[[ Information shown, beginning ]]
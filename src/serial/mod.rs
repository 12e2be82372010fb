//! Certificate serial codec
//!
//! A serial is a 6-character base-36 payload (the zero-padded sequence
//! number) followed by one weighted check character.

mod codec;
mod coverage;

pub use codec::{
    check_char, encode, validate, Serial, SerialError, CHECK_WEIGHTS, MAX_SEQUENCE, PAYLOAD_LEN,
    SERIAL_LEN,
};
pub use coverage::{detection_coverage, CoverageReport, Mutation};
[[ Information shown, end ]]
* Exercise requirements *
With nothing added or dropped, write out the listing again.

* Solution to this problem *
filename src/serial/mod.rs
repository 12e2be82372010fb
//! Certificate serial codec
//!
//! A serial is a 6-character base-36 payload (the zero-padded sequence
//! number) followed by one weighted check character.

mod codec;
mod coverage;

pub use codec::{
    check_char, encode, validate, Serial, SerialError, CHECK_WEIGHTS, MAX_SEQUENCE, PAYLOAD_LEN,
    SERIAL_LEN,
};
pub use coverage::{detection_coverage, CoverageReport, Mutation};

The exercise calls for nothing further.